Can Bullying Really Be Eliminated? And Would That Be a Good Thing If It Were?

Okay, okay, we know what you’re thinking.  How can anyone try to insinuate in this day and age that eliminating bullying amongst children might not be a good thing?  Insanity, you say.  Well, we at Common Sense Conspiracy have been pondering this issue as it has really come to the forefront the last couple of years, and we are ready to present a different side of the story.  First, of course, come the standard disclaimers.  No, Common Sense Conspiracy doesn’t condone “bullying” in the classic sense.  Or any sense, really.  However, we think that the term has been turned into something different these days and that all of the propaganda aimed at stopping this which is apparently suddenly an epidemic of epic proportions may not have thought the consequences of their message all of the way through.

The definition of bullying is getting wider by the minute.
The definition of bullying is getting wider by the minute.

Let’s set some ground rules.  There is no question that if a teachers and school officials catch one child bullying another child that the bully should be punished.  This includes both the physical and non-physical variety.  And yes, it would be great if more children’s parents could get across to them the way bullying makes the target feel and all of the stuff that goes along with it.  However, these campaigns targeting bullying all across the country aren’t going to do any real good in the end.  Real violent physical bullying is certainly something that we need to stamp out, but we have a news flash for you:  kids that engage in that sort of behavior are not going to be swayed by a touching commercial on the radio or television that shows a kid feeling the dastardly effects of their advances.  They are going to laugh at it and go do it again.  Sorry, folks, but the real world has to show up sometime, and now is the time.  So, for those hardcore bullyers, these strategies obviously fall flat.  For the child that might call another child a name…it might work.  It might make them think twice for a second about it.  But the point we want to get across is that whether we like it or not, bullying is not something that is limited to our schools.  People bully in all phases of life; we all have worked with that guy or that woman that bullies.  It’s not just about being bigger than someone or calling names; bullies in the real world use their economic and employment status to bully, and they do real damage that presentations like the ones below could never dream of touching the surface of.
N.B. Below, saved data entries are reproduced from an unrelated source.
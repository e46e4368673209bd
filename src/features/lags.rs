//! Lag-window builder
//!
//! Previous play calls of the possessing team as features. Rows without a
//! full window of history are dropped.

use std::collections::{HashMap, VecDeque};

use crate::features::frame::SeasonTable;
use crate::Result;

pub fn lag_column_name(lag: usize) -> String {
    format!("prev_play_{}", lag)
}

/// Append `prev_play_1..=window` (1 = pass, 0 = run) and drop each team's
/// first `window` plays. Returns the number of rows dropped.
pub fn add_lag_columns(table: &mut SeasonTable, window: usize) -> Result<usize> {
    if window == 0 {
        return Ok(0);
    }

    let mut history: HashMap<&str, VecDeque<f32>> = HashMap::new();
    let mut columns: Vec<Vec<f32>> = vec![Vec::with_capacity(table.len()); window];
    let mut keep = Vec::with_capacity(table.len());

    for play in &table.plays {
        let recent = history.entry(play.posteam.as_str()).or_default();

        // Most recent first
        for (lag, column) in columns.iter_mut().enumerate() {
            column.push(recent.get(lag).copied().unwrap_or(0.0));
        }
        keep.push(recent.len() >= window);

        recent.push_front(play.play_type.indicator());
        recent.truncate(window);
    }

    for (lag, values) in columns.into_iter().enumerate() {
        table.frame.push_column(lag_column_name(lag + 1), values)?;
    }

    let before = table.len();
    table.retain_rows(&keep);
    let dropped = before - table.len();

    log::info!(
        "Lag window {}: dropped {} of {} rows without full history",
        window,
        dropped,
        before
    );
    Ok(dropped)
}
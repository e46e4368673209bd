//! Feature selection by mutual information with the play call
//!
//! Scores are computed on the training rows only. The selected names, their
//! scores and the fitted scaler are persisted together so a matrix can be
//! checked against the selection it was built with.

use serde::{Deserialize, Serialize};
use std::fs::File;
use std::io::{BufReader, BufWriter};
use std::ops::Range;
use std::path::Path;

use crate::features::frame::FeatureFrame;
use crate::features::scaling::ContinuousScaler;
use crate::{PlayCallError, Result};

const MAX_BINS: usize = 20;

/// Equal-width bin index of each value
fn discretize(values: &[f32], n_bins: usize) -> Vec<usize> {
    let min = values.iter().copied().fold(f32::INFINITY, f32::min);
    let max = values.iter().copied().fold(f32::NEG_INFINITY, f32::max);
    let range = max - min;
    if range.is_nan() || range <= 0.0 {
        return vec![0; values.len()];
    }

    let width = range / n_bins as f32;
    values
        .iter()
        .map(|v| (((v - min) / width) as usize).min(n_bins - 1))
        .collect()
}

/// Mutual information (nats) between a feature and a binary target.
/// The feature is discretized into `sqrt(n)` bins, between 2 and 20.
pub fn mutual_information(values: &[f32], targets: &[f32]) -> f64 {
    let n = values.len().min(targets.len());
    if n < 2 {
        return 0.0;
    }

    let n_bins = ((n as f64).sqrt() as usize).clamp(2, MAX_BINS);
    let bins = discretize(&values[..n], n_bins);

    let mut joint = vec![[0usize; 2]; n_bins];
    let mut target_counts = [0usize; 2];
    for (bin, target) in bins.iter().zip(&targets[..n]) {
        let class = usize::from(*target >= 0.5);
        joint[*bin][class] += 1;
        target_counts[class] += 1;
    }

    let total = n as f64;
    let mut mi = 0.0;
    for counts in &joint {
        let p_x = (counts[0] + counts[1]) as f64 / total;
        for class in 0..2 {
            let p_xy = counts[class] as f64 / total;
            let p_y = target_counts[class] as f64 / total;
            if p_xy > 0.0 && p_x > 0.0 && p_y > 0.0 {
                mi += p_xy * (p_xy / (p_x * p_y)).ln();
            }
        }
    }
    mi.max(0.0)
}

/// Selected feature names (best first) with their scores and the scaler
/// fitted alongside them
#[derive(Debug, Clone, PartialEq, Serialize, Deserialize)]
pub struct FeatureSelection {
    pub names: Vec<String>,
    pub scores: Vec<f64>,
    /// Number of candidate columns scored
    pub candidates: usize,
    pub scaler: ContinuousScaler,
}

impl FeatureSelection {
    /// Score every frame column on the `train` rows and keep the `top_k`
    /// best. Equal scores keep frame column order.
    pub fn fit(
        frame: &FeatureFrame,
        targets: &[f32],
        train: Range<usize>,
        top_k: usize,
        scaler: ContinuousScaler,
    ) -> Result<Self> {
        if train.is_empty() {
            return Err(PlayCallError::NoData(
                "training fold is empty; cannot select features".to_string(),
            ));
        }
        if train.end > targets.len() || train.end > frame.n_rows() {
            return Err(PlayCallError::SplitOutOfRange {
                boundary: train.end,
                rows: frame.n_rows().min(targets.len()),
            });
        }

        let train_targets = &targets[train.clone()];
        let mut ranked = frame
            .names()
            .iter()
            .map(|name| {
                let values = frame.column(name)?;
                Ok((name.clone(), mutual_information(&values[train.clone()], train_targets)))
            })
            .collect::<Result<Vec<_>>>()?;
        let candidates = ranked.len();

        // Stable sort, so ties stay in column order
        ranked.sort_by(|a, b| b.1.partial_cmp(&a.1).unwrap_or(std::cmp::Ordering::Equal));
        ranked.truncate(top_k);

        let (names, scores): (Vec<String>, Vec<f64>) = ranked.into_iter().unzip();
        if let (Some(best), Some(score)) = (names.first(), scores.first()) {
            log::info!(
                "Selected {} of {} features (best: {} = {:.4})",
                names.len(),
                candidates,
                best,
                score
            );
        }

        Ok(FeatureSelection {
            names,
            scores,
            candidates,
            scaler,
        })
    }

    /// Selected values of one frame row, in selection order
    pub fn row(&self, frame: &FeatureFrame, row: usize) -> Result<Vec<f32>> {
        frame.row_values(row, &self.names)
    }

    /// A matrix header must list exactly the selected features, in order
    pub fn validate_columns(&self, header: &[String]) -> Result<()> {
        if header != self.names.as_slice() {
            return Err(PlayCallError::FeatureMismatch {
                expected: self.names.join(", "),
                found: header.join(", "),
            });
        }
        Ok(())
    }

    pub fn save(&self, path: &Path) -> Result<()> {
        if let Some(parent) = path.parent() {
            std::fs::create_dir_all(parent)?;
        }
        let writer = BufWriter::new(File::create(path)?);
        serde_json::to_writer_pretty(writer, self)?;
        log::info!("Saved feature selection to {}", path.display());
        Ok(())
    }

    pub fn load(path: &Path) -> Result<Self> {
        let reader = BufReader::new(File::open(path)?);
        Ok(serde_json::from_reader(reader)?)
    }
}
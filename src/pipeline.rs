//! Feature pipeline
//!
//! Runs the engineering stages in order over one season:
//! filter, weather defaults, encoding, team tendencies, lag window, fold
//! split, scaling and selection. Scaling and selection are fitted on the
//! training fold only.

use crate::data::extract::RawPlay;
use crate::data::matrix::{MatrixRow, ModelMatrix};
use crate::data::split::FoldSplit;
use crate::features::{
    add_lag_columns, add_tendency_columns, encode, fill_indoor_weather, filter_plays,
    ContinuousScaler, FeatureSelection, FilterSummary,
};
use crate::{Config, PlayCallError, Result};

/// Row counts through the stages
#[derive(Debug, Clone, Copy, Default)]
pub struct PipelineSummary {
    pub filter: FilterSummary,
    pub weather_filled: usize,
    pub encoded_columns: usize,
    pub lag_dropped: usize,
    pub train_rows: usize,
    pub validation_rows: usize,
    pub test_rows: usize,
}

#[derive(Debug, Clone)]
pub struct PipelineOutput {
    pub matrix: ModelMatrix,
    pub selection: FeatureSelection,
    pub summary: PipelineSummary,
}

impl PipelineOutput {
    /// Write the matrix and the selection next to each other
    pub fn save(&self, config: &Config) -> Result<()> {
        self.matrix.write_csv(&config.matrix_path())?;
        self.selection.save(&config.selection_path())?;
        Ok(())
    }
}

pub struct FeaturePipeline<'a> {
    config: &'a Config,
}

impl<'a> FeaturePipeline<'a> {
    pub fn new(config: &'a Config) -> Self {
        FeaturePipeline { config }
    }

    pub fn run(&self, raw: Vec<RawPlay>) -> Result<PipelineOutput> {
        let features = &self.config.features;
        let split_config = &self.config.split;
        let mut summary = PipelineSummary::default();

        let (mut plays, filter) = filter_plays(raw)?;
        summary.filter = filter;
        if plays.is_empty() {
            return Err(PlayCallError::NoData(
                "no regular-season run/pass plays".to_string(),
            ));
        }

        let fill = fill_indoor_weather(&mut plays);
        summary.weather_filled = fill.temp_filled.max(fill.wind_filled);

        let mut table = encode(plays)?;
        add_tendency_columns(&mut table)?;
        summary.encoded_columns = table.frame.n_columns();
        summary.lag_dropped = add_lag_columns(&mut table, features.max_lag)?;

        let split = FoldSplit::by_week(
            &table.weeks(),
            split_config.train_through_week,
            split_config.validation_through_week,
        )?;
        summary.train_rows = split.train.len();
        summary.validation_rows = split.validation.len();
        summary.test_rows = split.test.len();

        let scaler = ContinuousScaler::fit(&table.frame, &features.continuous, split.train.clone())?;
        scaler.transform(&mut table.frame)?;

        let targets = table.targets();
        let selection = FeatureSelection::fit(
            &table.frame,
            &targets,
            split.train.clone(),
            features.top_k,
            scaler,
        )?;

        let mut rows = Vec::with_capacity(table.len());
        for (i, play) in table.plays.iter().enumerate() {
            let fold = split
                .fold_of(i)
                .ok_or(PlayCallError::SplitOutOfRange {
                    boundary: i,
                    rows: split.rows(),
                })?;
            rows.push(MatrixRow {
                game_id: play.game_id.clone(),
                play_id: play.play_id,
                week: play.week,
                posteam: play.posteam.clone(),
                fold,
                features: selection.row(&table.frame, i)?,
                is_pass: targets[i],
            });
        }

        let matrix = ModelMatrix {
            feature_names: selection.names.clone(),
            rows,
        };
        log::info!(
            "Feature pipeline: {} rows (train {}, validation {}, test {}), {} of {} features selected",
            matrix.len(),
            summary.train_rows,
            summary.validation_rows,
            summary.test_rows,
            selection.names.len(),
            selection.candidates
        );

        Ok(PipelineOutput {
            matrix,
            selection,
            summary,
        })
    }
}
//! Error types for fedirank services
//!
//! Provides a compact error taxonomy with:
//! - Distinct error types for the failure modes the engine distinguishes
//! - HTTP status code mapping
//! - Structured error responses
//! - Error codes for client handling

use axum::{
    http::StatusCode,
    response::{IntoResponse, Response},
    Json,
};
use serde::{Deserialize, Serialize};
use thiserror::Error;

/// Result type alias using AppError
pub type Result<T> = std::result::Result<T, AppError>;

/// Error codes for machine-readable error identification
#[derive(Debug, Clone, Copy, Serialize, Deserialize, PartialEq, Eq)]
#[serde(rename_all = "SCREAMING_SNAKE_CASE")]
pub enum ErrorCode {
    // Validation errors (1xxx)
    ValidationError,

    // Database errors (7xxx)
    DatabaseError,
    ConnectionError,

    // External service errors (8xxx)
    UpstreamError,
    EmbeddingError,

    // Internal errors (9xxx)
    InternalError,
    ConfigurationError,
    SerializationError,
    ServiceUnavailable,
}

impl ErrorCode {
    /// Get the numeric code for this error
    pub fn as_code(&self) -> u16 {
        match self {
            ErrorCode::ValidationError => 1001,
            ErrorCode::DatabaseError => 7001,
            ErrorCode::ConnectionError => 7002,
            ErrorCode::UpstreamError => 8001,
            ErrorCode::EmbeddingError => 8002,
            ErrorCode::InternalError => 9001,
            ErrorCode::ConfigurationError => 9002,
            ErrorCode::SerializationError => 9003,
            ErrorCode::ServiceUnavailable => 9999,
        }
    }
}

/// Application error types
#[derive(Error, Debug)]
pub enum AppError {
    #[error("Validation failed: {message}")]
    Validation {
        message: String,
        field: Option<String>,
    },

    #[error("Database error: {0}")]
    Database(#[from] sqlx::Error),

    #[error("Database connection error: {message}")]
    DatabaseConnection { message: String },

    #[error("Federation fetch failed: {message}")]
    Federation { message: String },

    #[error("Embedding service error: {message}")]
    EmbeddingError { message: String },

    #[error("HTTP client error: {0}")]
    HttpClient(#[from] reqwest::Error),

    #[error("Fetch deadline exceeded after {timeout_ms}ms")]
    Deadline { timeout_ms: u64 },

    #[error("Internal server error: {message}")]
    Internal { message: String },

    #[error("Configuration error: {message}")]
    Configuration { message: String },

    #[error("Serialization error: {0}")]
    Serialization(#[from] serde_json::Error),

    #[error("{0}")]
    Other(#[from] anyhow::Error),
}

impl AppError {
    /// Get the error code for this error
    pub fn code(&self) -> ErrorCode {
        match self {
            AppError::Validation { .. } => ErrorCode::ValidationError,
            AppError::Database(_) => ErrorCode::DatabaseError,
            AppError::DatabaseConnection { .. } => ErrorCode::ConnectionError,
            AppError::Federation { .. } | AppError::HttpClient(_) | AppError::Deadline { .. } => {
                ErrorCode::UpstreamError
            }
            AppError::EmbeddingError { .. } => ErrorCode::EmbeddingError,
            AppError::Internal { .. } => ErrorCode::InternalError,
            AppError::Configuration { .. } => ErrorCode::ConfigurationError,
            AppError::Serialization(_) => ErrorCode::SerializationError,
            AppError::Other(_) => ErrorCode::InternalError,
        }
    }

    /// Get the HTTP status code for this error
    pub fn status_code(&self) -> StatusCode {
        match self {
            // 400 Bad Request
            AppError::Validation { .. } => StatusCode::BAD_REQUEST,

            // 500 Internal Server Error
            AppError::Database(_)
            | AppError::Internal { .. }
            | AppError::Configuration { .. }
            | AppError::Serialization(_)
            | AppError::Other(_) => StatusCode::INTERNAL_SERVER_ERROR,

            // 502 Bad Gateway
            AppError::Federation { .. }
            | AppError::EmbeddingError { .. }
            | AppError::HttpClient(_)
            | AppError::Deadline { .. } => StatusCode::BAD_GATEWAY,

            // 503 Service Unavailable
            AppError::DatabaseConnection { .. } => StatusCode::SERVICE_UNAVAILABLE,
        }
    }

    /// Check if this error should be logged at error level
    pub fn is_server_error(&self) -> bool {
        self.status_code().is_server_error()
    }

    /// Check if this error is a client error
    pub fn is_client_error(&self) -> bool {
        self.status_code().is_client_error()
    }
}

/// Structured error response for the API
#[derive(Debug, Serialize, Deserialize)]
pub struct ErrorResponse {
    pub error: ErrorDetails,
}

#[derive(Debug, Serialize, Deserialize)]
pub struct ErrorDetails {
    pub code: ErrorCode,
    pub message: String,
}

impl IntoResponse for AppError {
    fn into_response(self) -> Response {
        let status = self.status_code();
        let code = self.code();
        let message = self.to_string();

        if self.is_server_error() {
            tracing::error!(
                error = %message,
                code = ?code,
                status = status.as_u16(),
                "Server error"
            );
        } else if self.is_client_error() {
            tracing::warn!(
                error = %message,
                code = ?code,
                status = status.as_u16(),
                "Client error"
            );
        }

        let body = ErrorResponse {
            error: ErrorDetails { code, message },
        };

        (status, Json(body)).into_response()
    }
}

impl From<std::io::Error> for AppError {
    fn from(err: std::io::Error) -> Self {
        AppError::Internal {
            message: err.to_string(),
        }
    }
}

#[cfg(test)]
mod tests {
    use super::*;

    #[test]
    fn test_error_code_mapping() {
        let err = AppError::DatabaseConnection {
            message: "refused".into(),
        };
        assert_eq!(err.code(), ErrorCode::ConnectionError);
        assert_eq!(err.status_code(), StatusCode::SERVICE_UNAVAILABLE);
    }

    #[test]
    fn test_validation_error() {
        let err = AppError::Validation {
            message: "too many candidates".into(),
            field: Some("candidates".into()),
        };
        assert_eq!(err.status_code(), StatusCode::BAD_REQUEST);
        assert!(!err.is_server_error());
        assert!(err.is_client_error());
    }

    #[test]
    fn test_server_error() {
        let err = AppError::Internal {
            message: "feature task panicked".into(),
        };
        assert_eq!(err.status_code(), StatusCode::INTERNAL_SERVER_ERROR);
        assert!(err.is_server_error());
    }
}
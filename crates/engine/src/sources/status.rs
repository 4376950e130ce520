//! Single-status data source: the candidate status itself, read from its
//! origin server for live engagement counts.

use super::{keys, LazySource};
use crate::cache::EmbeddingCache;
use crate::federation::FederationClient;
use fedirank_common::models::{Candidate, Status};

pub(super) fn candidate_status_source(
    federation: FederationClient,
    cache: EmbeddingCache,
    candidates: &[Candidate],
) -> LazySource<Status> {
    LazySource::spawn("candidate_status", candidates, keys::status, move |candidate| {
        let federation = federation.clone();
        let cache = cache.clone();
        async move {
            let mut status = federation
                .status(&candidate.status_domain, &candidate.status_external_id)
                .await?;
            // The origin server reports its own id; re-key to the local
            // id so the embedding cache reads and persists against the
            // local statuses row.
            status.id = candidate.status_id.clone();
            cache.fill(&mut status).await;
            Ok(status)
        }
    })
}
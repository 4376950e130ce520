//! Aggregate persistence
//!
//! Upserts one row per `(status, viewer)` pair into the `aggregates`
//! table after a ranking request: pairs already present are updated in
//! place, the rest are inserted in a single multi-row statement. The
//! full feature map is stored as JSONB.

use chrono::Utc;
use fedirank_common::db::DbPool;
use fedirank_common::errors::Result;
use fedirank_common::models::AggregatedCandidate;
use sqlx::{Postgres, QueryBuilder, Row};
use std::collections::HashSet;
use tracing::{debug, warn};

struct AggregateRow {
    status_id: i64,
    account_id: i64,
    aggregate: serde_json::Value,
}

/// Upsert the computed aggregates. Candidates with non-numeric local ids
/// are skipped rather than failing the batch.
pub async fn upsert_aggregates(db: &DbPool, aggregated: &[AggregatedCandidate]) -> Result<()> {
    let mut rows = Vec::with_capacity(aggregated.len());
    for candidate in aggregated {
        let (Ok(status_id), Ok(account_id)) = (
            candidate.candidate.status_id.parse::<i64>(),
            candidate.candidate.account_id.parse::<i64>(),
        ) else {
            warn!(
                status_id = %candidate.candidate.status_id,
                account_id = %candidate.candidate.account_id,
                "Skipping aggregate upsert for non-numeric ids"
            );
            continue;
        };
        rows.push(AggregateRow {
            status_id,
            account_id,
            aggregate: serde_json::to_value(&candidate.aggregates)?,
        });
    }

    if rows.is_empty() {
        return Ok(());
    }

    let status_ids: Vec<i64> = rows.iter().map(|row| row.status_id).collect();
    let account_ids: Vec<i64> = rows.iter().map(|row| row.account_id).collect();

    // Read back the pairs already present to split updates from inserts
    let existing_rows = sqlx::query(
        "SELECT status_id, account_id FROM aggregates WHERE status_id = ANY($1) AND account_id = ANY($2)",
    )
    .bind(&status_ids[..])
    .bind(&account_ids[..])
    .fetch_all(db.inner())
    .await?;

    let mut existing: HashSet<(i64, i64)> = HashSet::with_capacity(existing_rows.len());
    for row in &existing_rows {
        existing.insert((row.try_get("status_id")?, row.try_get("account_id")?));
    }

    let now = Utc::now();
    let (updates, inserts): (Vec<_>, Vec<_>) = rows
        .into_iter()
        .partition(|row| existing.contains(&(row.status_id, row.account_id)));

    for row in &updates {
        sqlx::query(
            "UPDATE aggregates SET aggregate = $1, updated_at = $2 WHERE status_id = $3 AND account_id = $4",
        )
        .bind(&row.aggregate)
        .bind(now)
        .bind(row.status_id)
        .bind(row.account_id)
        .execute(db.inner())
        .await?;
    }

    if inserts.is_empty() {
        debug!(updated = updates.len(), "No aggregates to insert");
        return Ok(());
    }

    let mut builder = QueryBuilder::<Postgres>::new(
        "INSERT INTO aggregates (status_id, account_id, aggregate, created_at, updated_at) ",
    );
    builder.push_values(inserts.iter(), |mut values, row| {
        values
            .push_bind(row.status_id)
            .push_bind(row.account_id)
            .push_bind(&row.aggregate)
            .push_bind(now)
            .push_bind(now);
    });
    builder.build().execute(db.inner()).await?;

    debug!(
        updated = updates.len(),
        inserted = inserts.len(),
        "Aggregates upserted"
    );
    Ok(())
}
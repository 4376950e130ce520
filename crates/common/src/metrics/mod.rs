//! Metrics and observability utilities
//!
//! Prometheus metrics for the ranking service with standardized naming.

use metrics::{counter, describe_counter, describe_histogram, histogram, Unit};
use std::time::Instant;

/// Metrics prefix for all fedirank metrics
pub const METRICS_PREFIX: &str = "fedirank";

/// Register all metric descriptions
pub fn register_metrics() {
    describe_counter!(
        format!("{}_requests_total", METRICS_PREFIX),
        Unit::Count,
        "Total number of HTTP requests"
    );

    describe_histogram!(
        format!("{}_request_duration_seconds", METRICS_PREFIX),
        Unit::Seconds,
        "HTTP request latency in seconds"
    );

    describe_counter!(
        format!("{}_candidates_ranked_total", METRICS_PREFIX),
        Unit::Count,
        "Total candidates aggregated or ranked"
    );

    describe_counter!(
        format!("{}_source_failures_total", METRICS_PREFIX),
        Unit::Count,
        "Data source fetches degraded to a zero payload"
    );

    describe_counter!(
        format!("{}_embedding_requests_total", METRICS_PREFIX),
        Unit::Count,
        "Total embedding API requests"
    );

    describe_histogram!(
        format!("{}_embedding_duration_seconds", METRICS_PREFIX),
        Unit::Seconds,
        "Embedding generation latency in seconds"
    );

    describe_counter!(
        format!("{}_embedding_cache_hits_total", METRICS_PREFIX),
        Unit::Count,
        "Embedding reads served without calling the remote service"
    );

    describe_counter!(
        format!("{}_embedding_cache_misses_total", METRICS_PREFIX),
        Unit::Count,
        "Embedding reads that reached the remote service"
    );

    tracing::info!("Metrics registered");
}

/// Helper to record request metrics
pub struct RequestMetrics {
    start: Instant,
    endpoint: String,
}

impl RequestMetrics {
    /// Start tracking a request
    pub fn start(endpoint: &str) -> Self {
        Self {
            start: Instant::now(),
            endpoint: endpoint.to_string(),
        }
    }

    /// Record request completion
    pub fn finish(self, status: u16, candidates: usize) {
        let duration = self.start.elapsed().as_secs_f64();

        counter!(
            format!("{}_requests_total", METRICS_PREFIX),
            "endpoint" => self.endpoint.clone(),
            "status" => status.to_string()
        )
        .increment(1);

        counter!(
            format!("{}_candidates_ranked_total", METRICS_PREFIX),
            "endpoint" => self.endpoint.clone()
        )
        .increment(candidates as u64);

        histogram!(
            format!("{}_request_duration_seconds", METRICS_PREFIX),
            "endpoint" => self.endpoint
        )
        .record(duration);
    }
}

/// Record a data source fetch that degraded to a zero payload
pub fn record_source_failure(source: &'static str) {
    counter!(
        format!("{}_source_failures_total", METRICS_PREFIX),
        "source" => source
    )
    .increment(1);
}

/// Record an embedding service request
pub fn record_embedding(duration_secs: f64, batch_size: usize, success: bool) {
    let status = if success { "success" } else { "error" };

    counter!(
        format!("{}_embedding_requests_total", METRICS_PREFIX),
        "status" => status,
        "batch" => batch_size.to_string()
    )
    .increment(1);

    if success {
        histogram!(format!("{}_embedding_duration_seconds", METRICS_PREFIX)).record(duration_secs);
    }
}

/// Record an embedding cache read at the given tier
pub fn record_cache(hit: bool, tier: &'static str) {
    if hit {
        counter!(
            format!("{}_embedding_cache_hits_total", METRICS_PREFIX),
            "tier" => tier
        )
        .increment(1);
    } else {
        counter!(
            format!("{}_embedding_cache_misses_total", METRICS_PREFIX),
            "tier" => tier
        )
        .increment(1);
    }
}

#[cfg(test)]
mod tests {
    use super::*;

    #[test]
    fn test_request_metrics() {
        let metrics = RequestMetrics::start("/get_rankings");
        std::thread::sleep(std::time::Duration::from_millis(5));
        metrics.finish(200, 3);
        // Just verify it runs without panic
    }
}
See, your kids are going to come across bullies throughout their life.  It does not end when they graduate high school.  But how much of a difference would it make if they never encountered it at all through their entire life until then.  Yeah, that’s right.  They wouldn’t know how to deal with it.  So, maybe it could be that standing up to a bully or at least dealing with the emotional distress that comes from it is just part of growing up and will be a part of your life as you learn what to expect and how to deal with these situations across the ladder of your life and not just in school.  Like a sheltered child that lives in such a germ-free environment that they end up being sickly later because they build no immunity to anything, this crisis of bullying is no different.

Another point:  a lot of the focusing on bullying of late revolves around persecution of gay children.  This is terrible and if we lived in a perfect world, certainly we would love to see it not happen at all.  But it is going to happen at some point, even if we shelter them in school.  Maybe one day the world will get to a point where homosexuality is not viewed by anyone as being strange or different in a bad way, but that world is not here today.  Gay children will encounter a prejudiced world sooner or later; we can’t protect them forever.  They will have to face up to it and learn that they have self-value within their own skin and can’t let others project insecurity onto them.  But if we don’t give them that chance, how much might we be damaging them in the future?

Does it mean bullying is good?  Absolutely not.  It should never happen.  But it will, and everyone knows it.  Whatever the source of the bullying and the perceived “difference” at the core, it’s part of our society, it’s part of our world, and learning to deal with it is something that each and every one of us have to resolve ourself to if we want to be able to be the best we can be.  So, are these commercials and campaigns necessarily bad?  Of course not.  If they convince one child to lighten up and do the right thing, then it was probably money well spent.  All we are saying is that parents need to make sure they realize that no matter what schools, the government, or anyone else come up with to try to stop bullying, it is an unfortunate tradition that is far from being eradicated.  We must not have a false sense of security on this.

In closing, we want to reiterate that physical violent bullying is something that must be stopped, and we encourage people that see it happening to do the right thing and report it to the appropriate person.  And we’re not saying that every child needs to be called an ugly name to be ready for life, but well…maybe that is what we are saying.  The following slideshow shows one such project that outlines the nature of bullying.  What are your thoughts on this?  Do you think that bullying is just a part of life?  Or is this something we can stamp out?  And will our children be better off for it if we are able to pull that off?  What will be their reaction when they leave the sheltered walls of their high school and find that in reality, bullies are everywhere and ready to prey on them?